Signal crayfish thrived in Swedish waters. They were also introduced to Britain in 1972 to stock farms for the restaurant trade. Some, inevitably, escaped, and now they’re preying on native British fish and outcompeting the native white-clawed crayfish (Austropotamobius pallipes). Exotic crayfish can devastate streams, eating their way through the aquatic vegetation, then going after fish, frogs, turtles, and snakes. Biologist Philip Fernandez, who fights crayfish infestations in Arizona, says “I used to like eating them, but now I think of them as aquatic cockroaches.”

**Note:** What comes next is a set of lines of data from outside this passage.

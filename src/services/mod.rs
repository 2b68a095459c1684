pub mod console;
pub mod ladder;

pub use console::ConsoleService;
pub use ladder::Ladder;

Other European countries, notably Ireland and Norway, were alarmed enough to ban the import of all non-native crayfish. But similar efforts elsewhere have been stymied by one of those wonderful institutions of economic globalization, the General Agreement on Trade and Tariffs. Because it had a preexisting trade in crayfish, Germany was not allowed under GATT to block the import of exotic crayfish, regardless of any disease risk to its native species. (It’s a good thing the British abolitionists celebrated in Adam Hochschild’s new book Bury the Chains didn’t have GATT to contend with.)
Meanwhile, back in California, the signal crayfish had also reached the Bay Area, which was already home to the sooty crayfish, P. nigrescens, found here and nowhere else in the world. I haven’t been able to identify the tipping point, but before too long there were no more sooty crayfish; it was the first North American crayfish species to meet global extinction. What happened can be inferred from the competition between signal crayfish and the Shasta crayfish (P. fortis), endangered but still hanging on in the Northern California mountains. Compared with Shasta crayfish, signals have a broader diet and tolerate a wider range of water conditions; they’re larger, more prolific, faster-growing, more aggressive. And they’re pushing their Shasta relatives to the wall.

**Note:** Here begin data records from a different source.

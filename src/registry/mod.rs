use log::{debug, info};
use serde::{Deserialize, Serialize};

use crate::domain::{Player, PlayerId, PlayerRef, TierShift};
use crate::errors::{LadderError, Result};
use crate::ladder::Tier;
use crate::storage::{Collection, Versioned};

/// The player collection. Only these methods write player records.
#[derive(Debug, Clone, Default, PartialEq, Serialize, Deserialize)]
pub struct Roster {
    #[serde(default)]
    version: u64,
    players: Vec<Player>,
}

impl Versioned for Roster {
    const COLLECTION: Collection = Collection::Players;

    fn version(&self) -> u64 {
        self.version
    }

    fn set_version(&mut self, version: u64) {
        self.version = version;
    }
}

impl Roster {
    pub fn players(&self) -> &[Player] {
        &self.players
    }

    pub fn len(&self) -> usize {
        self.players.len()
    }

    pub fn is_empty(&self) -> bool {
        self.players.is_empty()
    }

    /// New players start on the lowest tier.
    pub fn register(&mut self, name: &str, account: &str) -> Result<Player> {
        if self.players.iter().any(|p| p.account == account) {
            return Err(LadderError::DuplicateAccount(account.to_string()));
        }

        let player = Player {
            id: self.next_id(),
            name: name.to_string(),
            account: account.to_string(),
            current_tier: Tier::LOWEST,
        };
        self.players.push(player.clone());

        info!("Registered player {} (#{}) at tier {}", player.name, player.id, player.current_tier);
        Ok(player)
    }

    pub fn deregister(&mut self, account: &str) -> Result<Player> {
        let index = self
            .players
            .iter()
            .position(|p| p.account == account)
            .ok_or_else(|| LadderError::NotFound(format!("player with account {}", account)))?;

        let player = self.players.remove(index);
        info!("Removed player {} (#{})", player.name, player.id);
        Ok(player)
    }

    pub fn find(&self, reference: &PlayerRef) -> Option<&Player> {
        let found = reference
            .candidates()
            .iter()
            .find_map(|candidate| self.find_exact(candidate));

        debug!("Lookup {} -> {:?}", reference, found.map(|p| p.id));
        found
    }

    pub fn get(&self, id: PlayerId) -> Option<&Player> {
        self.players.iter().find(|p| p.id == id)
    }

    /// Like `find`, but a miss is an `UnknownPlayer` error.
    pub fn resolve(&self, reference: &PlayerRef) -> Result<&Player> {
        self.find(reference)
            .ok_or_else(|| LadderError::UnknownPlayer(reference.to_string()))
    }

    pub fn set_tier(&mut self, reference: &PlayerRef, tier: Tier) -> Result<TierShift> {
        let id = self
            .find(reference)
            .map(|p| p.id)
            .ok_or_else(|| LadderError::NotFound(format!("player {}", reference)))?;

        let player = self.player_mut(id)?;
        let old_tier = player.current_tier;
        player.current_tier = tier;

        info!("Set tier of {} from {} to {}", player.name, old_tier, tier);
        Ok(TierShift {
            player: player.clone(),
            old_tier,
            new_tier: tier,
        })
    }

    /// Exchanges the tiers of two players and reports both moves, first player first.
    pub fn swap_tiers(
        &mut self,
        first: PlayerId,
        second: PlayerId,
    ) -> Result<(TierShift, TierShift)> {
        let first_tier = self.current_tier(first)?;
        let second_tier = self.current_tier(second)?;

        self.player_mut(first)?.current_tier = second_tier;
        self.player_mut(second)?.current_tier = first_tier;

        let shift = |id: PlayerId, old_tier: Tier, new_tier: Tier| -> Result<TierShift> {
            Ok(TierShift {
                player: self.get(id).cloned().ok_or_else(|| missing(id))?,
                old_tier,
                new_tier,
            })
        };

        Ok((
            shift(first, first_tier, second_tier)?,
            shift(second, second_tier, first_tier)?,
        ))
    }

    /// Players grouped by tier in ladder order; empty tiers are left out.
    pub fn tier_list(&self) -> Vec<(Tier, Vec<&Player>)> {
        Tier::ALL
            .iter()
            .filter_map(|tier| {
                let members: Vec<&Player> = self
                    .players
                    .iter()
                    .filter(|p| p.current_tier == *tier)
                    .collect();
                (!members.is_empty()).then_some((*tier, members))
            })
            .collect()
    }

    // --- Helper Methods ---

    fn find_exact(&self, reference: &PlayerRef) -> Option<&Player> {
        match reference {
            PlayerRef::Id(id) => self.get(*id),
            PlayerRef::Name(name) => self.players.iter().find(|p| &p.name == name),
            PlayerRef::Account(account) => self.players.iter().find(|p| &p.account == account),
            PlayerRef::Token(_) => None,
        }
    }

    fn next_id(&self) -> PlayerId {
        self.players.iter().map(|p| p.id).max().unwrap_or(0) + 1
    }

    fn current_tier(&self, id: PlayerId) -> Result<Tier> {
        self.get(id).map(|p| p.current_tier).ok_or_else(|| missing(id))
    }

    fn player_mut(&mut self, id: PlayerId) -> Result<&mut Player> {
        self.players
            .iter_mut()
            .find(|p| p.id == id)
            .ok_or_else(|| missing(id))
    }
}

fn missing(id: PlayerId) -> LadderError {
    LadderError::NotFound(format!("player #{}", id))
}

#[cfg(test)]
mod tests {
    use super::*;

    fn roster_with(names: &[(&str, &str)]) -> Roster {
        let mut roster = Roster::default();
        for (name, account) in names {
            roster.register(name, account).unwrap();
        }
        roster
    }

    #[test]
    fn test_register_assigns_ids_and_lowest_tier() {
        let roster = roster_with(&[("Alice", "100"), ("Bob", "200")]);

        assert_eq!(roster.players()[0].id, 1);
        assert_eq!(roster.players()[1].id, 2);
        assert!(roster.players().iter().all(|p| p.current_tier == Tier::F));
    }

    #[test]
    fn test_ids_follow_highest_existing() {
        let mut roster = roster_with(&[("Alice", "100"), ("Bob", "200"), ("Cara", "300")]);
        roster.deregister("200").unwrap();

        let dan = roster.register("Dan", "400").unwrap();
        assert_eq!(dan.id, 4);
    }

    #[test]
    fn test_duplicate_account_leaves_roster_unchanged() {
        let mut roster = roster_with(&[("Alice", "100")]);
        let before = roster.clone();

        let result = roster.register("Impostor", "100");

        assert!(matches!(result, Err(LadderError::DuplicateAccount(_))));
        assert_eq!(roster, before);
    }

    #[test]
    fn test_deregister_unknown_account() {
        let mut roster = roster_with(&[("Alice", "100")]);
        assert!(matches!(roster.deregister("999"), Err(LadderError::NotFound(_))));
        assert_eq!(roster.len(), 1);
    }

    #[test]
    fn test_find_precedence_id_then_name_then_account() {
        // Player #2 is named "1" and Cara's account is "Bob"
        let roster = roster_with(&[("Alice", "555"), ("1", "200"), ("Cara", "Bob")]);

        assert_eq!(roster.find(&PlayerRef::token("1")).unwrap().name, "Alice");
        assert_eq!(roster.find(&PlayerRef::token("Cara")).unwrap().id, 3);
        assert_eq!(roster.find(&PlayerRef::token("555")).unwrap().name, "Alice");
        assert_eq!(roster.find(&PlayerRef::token("Bob")).unwrap().name, "Cara");
        assert!(roster.find(&PlayerRef::token("nobody")).is_none());
    }

    #[test]
    fn test_exact_references_do_not_fall_through() {
        let roster = roster_with(&[("Alice", "100")]);

        assert!(roster.find(&PlayerRef::Name("100".to_string())).is_none());
        assert!(roster.find(&PlayerRef::Account("100".to_string())).is_some());
        assert!(roster.find(&PlayerRef::Id(2)).is_none());
    }

    #[test]
    fn test_set_tier_reports_old_and_new() {
        let mut roster = roster_with(&[("Alice", "100")]);

        let shift = roster.set_tier(&PlayerRef::token("Alice"), Tier::BPlus).unwrap();

        assert_eq!(shift.old_tier, Tier::F);
        assert_eq!(shift.new_tier, Tier::BPlus);
        assert_eq!(roster.players()[0].current_tier, Tier::BPlus);
    }

    #[test]
    fn test_set_tier_unknown_player() {
        let mut roster = roster_with(&[("Alice", "100")]);
        let result = roster.set_tier(&PlayerRef::token("Zed"), Tier::S);
        assert!(matches!(result, Err(LadderError::NotFound(_))));
    }

    #[test]
    fn test_swap_tiers_touches_only_the_pair() {
        let mut roster = roster_with(&[("Alice", "1"), ("Bob", "2"), ("Cara", "3")]);
        roster.set_tier(&PlayerRef::Id(1), Tier::APlus).unwrap();
        roster.set_tier(&PlayerRef::Id(2), Tier::AMinus).unwrap();
        roster.set_tier(&PlayerRef::Id(3), Tier::S).unwrap();

        let (first, second) = roster.swap_tiers(2, 1).unwrap();

        assert_eq!(first.player.name, "Bob");
        assert_eq!(first.new_tier, Tier::APlus);
        assert_eq!(second.new_tier, Tier::AMinus);
        assert_eq!(roster.get(1).unwrap().current_tier, Tier::AMinus);
        assert_eq!(roster.get(2).unwrap().current_tier, Tier::APlus);
        assert_eq!(roster.get(3).unwrap().current_tier, Tier::S);
    }

    #[test]
    fn test_tier_list_groups_in_ladder_order() {
        let mut roster = roster_with(&[("Alice", "1"), ("Bob", "2"), ("Cara", "3")]);
        roster.set_tier(&PlayerRef::Id(3), Tier::S).unwrap();

        let list = roster.tier_list();

        assert_eq!(list.len(), 2);
        assert_eq!(list[0].0, Tier::S);
        assert_eq!(list[0].1[0].name, "Cara");
        assert_eq!(list[1].0, Tier::F);
        let names: Vec<&str> = list[1].1.iter().map(|p| p.name.as_str()).collect();
        assert_eq!(names, vec!["Alice", "Bob"]);
    }

    #[test]
    fn test_document_rejects_unknown_tier() {
        let json = r#"{"version": 3, "players": [
            {"id": 1, "name": "A", "account": "1", "current_tier": "Z"}
        ]}"#;
        assert!(serde_json::from_str::<Roster>(json).is_err());
    }
}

The sooty crayfish may be long gone, but signal crayfish are still impacting stream ecosystems in the Bay Area. A couple of years ago, biologist Frank Yoon implicated the exotic species in the decline of a small fish called the prickly sculpin in Strawberry Creek.
He sank four isolation cages in the creek and stocked them with sculpins (caught elsewhere) and signal crayfish. Control cages contained only fish. After 10 days, only two sculpins remained in the experimental cages, while the control cages had 100 per cent survival rates. Yoon didn’t catch the crayfish in the act, but you could make a prima facie case for predation. He did see crayfish attacking sculpins in a laboratory setting.
Can anything be done about these invaders? The British have reported some success with pheromone traps using slow-release gels. And while I don’t have a population estimate, I suspect even in Strawberry Creek you’d have the makings of a lot of etouffe. Hey, if P. leniusculus is good enough for those picky Swedes, I’m willing to approach it with an open mind.